** Opening Dataset extract block **

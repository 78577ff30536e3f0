//! End-to-end scenarios: deploy with a scripted engine, supervise, and
//! gate onboarding completion.

use std::sync::{Arc, Mutex};

use async_trait::async_trait;
use chrono::{Duration as ChronoDuration, Utc};
use tokio::time::Instant;

use mailflow::automation::{AutomationConfig, BusinessCategory, TeamMember};
use mailflow::config::{DeployConfig, MonitorConfig};
use mailflow::deploy::{
    DeploymentStatus, Orchestrator, OrchestratorDeps, UserLocks, VerifyConfig,
};
use mailflow::engine::{
    CreatedWorkflow, EngineClient, ExecutionSample, ExecutionStarted, WorkflowInfo,
};
use mailflow::error::{DeployError, EngineError, NotifyError};
use mailflow::monitor::{MonitorDeps, RecoveryMonitor, SweepAction};
use mailflow::notify::{Notification, Notifier, Template};
use mailflow::onboarding::{CompletionValidator, ValidatorDeps};
use mailflow::store::{Database, MemoryBackend, OauthStatus, UserRecord};
use mailflow::template::WorkflowDefinition;

// ── Scripted collaborators ──────────────────────────────────────────

#[derive(Default)]
struct EngineState {
    fail_creates: u32,
    fail_activates: u32,
    execution_status: Option<String>,
    executions: Vec<ExecutionSample>,
    workflow_active: bool,
    calls: Vec<String>,
    next_workflow: u32,
}

struct MockEngine {
    state: Mutex<EngineState>,
}

impl MockEngine {
    fn new() -> Self {
        Self {
            state: Mutex::new(EngineState {
                workflow_active: true,
                ..Default::default()
            }),
        }
    }

    fn state(&self) -> std::sync::MutexGuard<'_, EngineState> {
        self.state.lock().unwrap()
    }

    fn count(&self, call: &str) -> usize {
        self.state().calls.iter().filter(|c| *c == call).count()
    }
}

#[async_trait]
impl EngineClient for MockEngine {
    async fn ping(&self) -> Result<(), EngineError> {
        self.state().calls.push("ping".into());
        Ok(())
    }

    async fn create_workflow(
        &self,
        _definition: &WorkflowDefinition,
    ) -> Result<CreatedWorkflow, EngineError> {
        let mut state = self.state();
        state.calls.push("create".into());
        if state.fail_creates > 0 {
            state.fail_creates -= 1;
            return Err(EngineError::Api {
                status: 503,
                message: "engine unavailable".into(),
            });
        }
        state.next_workflow += 1;
        Ok(CreatedWorkflow {
            id: format!("wf-{}", state.next_workflow),
            name: "Email Automation".into(),
        })
    }

    async fn activate_workflow(&self, _id: &str) -> Result<(), EngineError> {
        let mut state = self.state();
        state.calls.push("activate".into());
        if state.fail_activates > 0 {
            state.fail_activates -= 1;
            return Err(EngineError::Api {
                status: 400,
                message: "could not activate".into(),
            });
        }
        Ok(())
    }

    async fn deactivate_workflow(&self, _id: &str) -> Result<(), EngineError> {
        self.state().calls.push("deactivate".into());
        Ok(())
    }

    async fn delete_workflow(&self, _id: &str) -> Result<(), EngineError> {
        self.state().calls.push("delete".into());
        Ok(())
    }

    async fn get_workflow(&self, id: &str) -> Result<WorkflowInfo, EngineError> {
        let mut state = self.state();
        state.calls.push("get_workflow".into());
        Ok(WorkflowInfo {
            id: id.into(),
            name: "Email Automation".into(),
            active: state.workflow_active,
        })
    }

    async fn execute_workflow(
        &self,
        _id: &str,
        _payload: &serde_json::Value,
    ) -> Result<ExecutionStarted, EngineError> {
        self.state().calls.push("execute".into());
        Ok(ExecutionStarted {
            execution_id: "ex-1".into(),
            status: "running".into(),
        })
    }

    async fn get_execution(&self, id: &str) -> Result<ExecutionSample, EngineError> {
        let mut state = self.state();
        state.calls.push("get_execution".into());
        let status = state
            .execution_status
            .clone()
            .unwrap_or_else(|| "success".into());
        Ok(ExecutionSample {
            id: id.into(),
            status,
            started_at: Utc::now(),
            finished_at: Some(Utc::now()),
        })
    }

    async fn list_executions(
        &self,
        _workflow_id: &str,
        _limit: usize,
    ) -> Result<Vec<ExecutionSample>, EngineError> {
        let mut state = self.state();
        state.calls.push("list_executions".into());
        Ok(state.executions.clone())
    }
}

#[derive(Default)]
struct RecordingNotifier {
    sent: Mutex<Vec<Notification>>,
}

impl RecordingNotifier {
    fn count(&self, template: Template) -> usize {
        self.sent
            .lock()
            .unwrap()
            .iter()
            .filter(|n| n.template == template)
            .count()
    }
}

#[async_trait]
impl Notifier for RecordingNotifier {
    async fn dispatch(&self, notification: Notification) -> Result<(), NotifyError> {
        self.sent.lock().unwrap().push(notification);
        Ok(())
    }
}

// ── Harness ─────────────────────────────────────────────────────────

struct Harness {
    engine: Arc<MockEngine>,
    db: Arc<MemoryBackend>,
    notifier: Arc<RecordingNotifier>,
    orchestrator: Orchestrator,
    monitor: RecoveryMonitor,
    validator: CompletionValidator,
}

fn harness() -> Harness {
    let engine = Arc::new(MockEngine::new());
    let db = Arc::new(MemoryBackend::new());
    let notifier = Arc::new(RecordingNotifier::default());
    let locks = Arc::new(UserLocks::new());

    let orchestrator = Orchestrator::new(
        DeployConfig::default(),
        VerifyConfig::default(),
        OrchestratorDeps {
            engine: Arc::clone(&engine) as Arc<dyn EngineClient>,
            db: Arc::clone(&db) as Arc<dyn Database>,
            notifier: Arc::clone(&notifier) as Arc<dyn Notifier>,
            locks: Arc::clone(&locks),
        },
    );
    let monitor = RecoveryMonitor::new(
        MonitorConfig::default(),
        MonitorDeps {
            engine: Arc::clone(&engine) as Arc<dyn EngineClient>,
            db: Arc::clone(&db) as Arc<dyn Database>,
            notifier: Arc::clone(&notifier) as Arc<dyn Notifier>,
            locks: Arc::clone(&locks),
        },
    );
    let validator = CompletionValidator::new(ValidatorDeps {
        engine: Arc::clone(&engine) as Arc<dyn EngineClient>,
        db: Arc::clone(&db) as Arc<dyn Database>,
        notifier: Arc::clone(&notifier) as Arc<dyn Notifier>,
    });

    Harness {
        engine,
        db,
        notifier,
        orchestrator,
        monitor,
        validator,
    }
}

fn lead_config() -> AutomationConfig {
    AutomationConfig {
        business_categories: vec![BusinessCategory {
            name: "New Leads".into(),
            description: String::new(),
        }],
        team_members: vec![TeamMember {
            name: "A".into(),
            email: "a@x.com".into(),
            category_name: None,
            notify: true,
        }],
        ..Default::default()
    }
}

async fn seed_onboarded_user(h: &Harness, user_id: &str) {
    let mut user = UserRecord::new(user_id, format!("{user_id}@example.com"));
    user.email_verified = true;
    user.business_type = Some("contractor".into());
    user.oauth_status = OauthStatus::Valid;
    h.db.upsert_user(&user).await.unwrap();
    h.db.save_automation_config(user_id, &lead_config())
        .await
        .unwrap();
}

fn recent_execution() -> ExecutionSample {
    let started = Utc::now() - ChronoDuration::minutes(2);
    ExecutionSample {
        id: "ex-observed".into(),
        status: "success".into(),
        started_at: started,
        finished_at: Some(started + ChronoDuration::seconds(4)),
    }
}

// ── Scenarios ───────────────────────────────────────────────────────

#[tokio::test(start_paused = true)]
async fn end_to_end_deploy_then_complete() {
    let h = harness();
    seed_onboarded_user(&h, "u1").await;

    let config = lead_config();
    let outcome = h.orchestrator.deploy("u1", &config).await.unwrap();
    assert_eq!(outcome.status, DeploymentStatus::Active);

    let record = h.db.get_deployment("u1").await.unwrap().unwrap();
    assert_eq!(record.status, DeploymentStatus::Active);
    assert_eq!(record.config_snapshot, config);

    // The engine has since run the workflow once.
    h.engine.state().executions = vec![recent_execution()];

    let report = h.validator.validate("u1").await.unwrap();
    assert!(report.complete, "all seven checks should pass: {report:#?}");
    assert_eq!(h.notifier.count(Template::AutomationLive), 1);

    // A second dashboard poll must not re-announce.
    let report = h.validator.validate("u1").await.unwrap();
    assert!(report.complete);
    assert_eq!(h.notifier.count(Template::AutomationLive), 1);
}

#[tokio::test(start_paused = true)]
async fn failing_engine_exhausts_three_attempts_and_pages_operator() {
    let h = harness();
    h.engine.state().fail_creates = 10;

    let started = Instant::now();
    let err = h.orchestrator.deploy("u1", &lead_config()).await.unwrap_err();
    let elapsed = started.elapsed();

    assert!(matches!(err, DeployError::Exhausted { attempts: 3, .. }));
    assert_eq!(h.engine.count("create"), 3);
    // Two backoff delays actually taken: 5s + 15s.
    assert!(elapsed >= std::time::Duration::from_secs(20));
    assert_eq!(h.notifier.count(Template::ManualIntervention), 1);
}

#[tokio::test(start_paused = true)]
async fn recovery_on_second_attempt_uses_one_delay() {
    let h = harness();
    h.engine.state().fail_creates = 1;

    let started = Instant::now();
    let outcome = h.orchestrator.deploy("u1", &lead_config()).await.unwrap();
    let elapsed = started.elapsed();

    assert_eq!(outcome.workflow_id, "wf-1");
    assert!(elapsed >= std::time::Duration::from_secs(5));
    assert!(elapsed < std::time::Duration::from_secs(15));
    assert!(h.notifier.sent.lock().unwrap().is_empty());
}

#[tokio::test(start_paused = true)]
async fn unexecutable_workflow_never_goes_active() {
    let h = harness();
    h.engine.state().execution_status = Some("error".into());

    let err = h.orchestrator.deploy("u1", &lead_config()).await.unwrap_err();
    assert!(matches!(err, DeployError::Exhausted { .. }));

    let record = h.db.get_deployment("u1").await.unwrap().unwrap();
    assert_ne!(record.status, DeploymentStatus::Active);
    assert_eq!(record.status, DeploymentStatus::Failed);
}

#[tokio::test(start_paused = true)]
async fn sweep_reactivates_then_escalates_to_reauth() {
    let h = harness();
    seed_onboarded_user(&h, "u1").await;
    h.orchestrator.deploy("u1", &lead_config()).await.unwrap();
    h.engine.state().executions = vec![recent_execution()];

    // Engine deactivated the workflow; reactivation succeeds.
    h.engine.state().workflow_active = false;
    let report = h.monitor.sweep("u1").await.unwrap();
    assert!(report
        .actions
        .iter()
        .any(|a| matches!(a, SweepAction::Reactivated { .. })));
    assert_eq!(h.notifier.count(Template::ReauthRequired), 0);

    // Deactivated again, and this time reactivation fails: credentials.
    h.engine.state().workflow_active = false;
    h.engine.state().fail_activates = 1;
    let report = h.monitor.sweep("u1").await.unwrap();
    assert!(report
        .actions
        .iter()
        .any(|a| matches!(a, SweepAction::ReauthTriggered { .. })));
    assert_eq!(h.notifier.count(Template::ReauthRequired), 1);

    let user = h.db.get_user("u1").await.unwrap().unwrap();
    assert_eq!(user.oauth_status, OauthStatus::Expired);
    let record = h.db.get_deployment("u1").await.unwrap().unwrap();
    assert_eq!(record.status, DeploymentStatus::NeedsReauth);

    // Still unresolved on the next sweep: no duplicate prompt.
    h.engine.state().fail_activates = 1;
    h.monitor.sweep("u1").await.unwrap();
    assert_eq!(h.notifier.count(Template::ReauthRequired), 1);

    // A paused deployment also blocks onboarding completion.
    let completion = h.validator.validate("u1").await.unwrap();
    assert!(!completion.complete);
}

#[tokio::test(start_paused = true)]
async fn quiet_mailbox_is_waiting_not_alarmed() {
    let h = harness();
    seed_onboarded_user(&h, "u1").await;
    h.orchestrator.deploy("u1", &lead_config()).await.unwrap();
    // No executions at all yet.

    let report = h.monitor.sweep("u1").await.unwrap();
    assert!(report
        .actions
        .iter()
        .any(|a| matches!(a, SweepAction::AwaitingFirstExecution { .. })));
    assert_eq!(h.notifier.count(Template::ReauthRequired), 0);

    let user = h.db.get_user("u1").await.unwrap().unwrap();
    assert_eq!(user.oauth_status, OauthStatus::Valid);

    // Completion blocked only on the first-execution check.
    let completion = h.validator.validate("u1").await.unwrap();
    assert!(!completion.complete);
    let incomplete: Vec<_> = completion
        .steps
        .iter()
        .filter(|s| !s.completed)
        .map(|s| s.step)
        .collect();
    assert_eq!(
        incomplete,
        vec![mailflow::onboarding::OnboardingStep::FirstExecutionObserved]
    );
}

#[tokio::test(start_paused = true)]
async fn redeploy_replaces_previous_record() {
    let h = harness();
    seed_onboarded_user(&h, "u1").await;

    h.orchestrator.deploy("u1", &lead_config()).await.unwrap();
    let first = h.db.get_deployment("u1").await.unwrap().unwrap();

    let mut updated = lead_config();
    updated.business_categories.push(BusinessCategory {
        name: "Billing".into(),
        description: String::new(),
    });
    h.orchestrator.deploy("u1", &updated).await.unwrap();

    let second = h.db.get_deployment("u1").await.unwrap().unwrap();
    assert_ne!(first.workflow_id, second.workflow_id);
    assert_eq!(second.config_snapshot, updated);
    assert_eq!(h.db.list_deployment_user_ids().await.unwrap(), vec!["u1"]);
}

** Closing Dataset extract block **

▸ Task description
Every line of the entries above that holds "MockEngine" should be copied out.

▸ Result
struct MockEngine {
impl MockEngine {
impl EngineClient for MockEngine {
    engine: Arc<MockEngine>,
    let engine = Arc::new(MockEngine::new());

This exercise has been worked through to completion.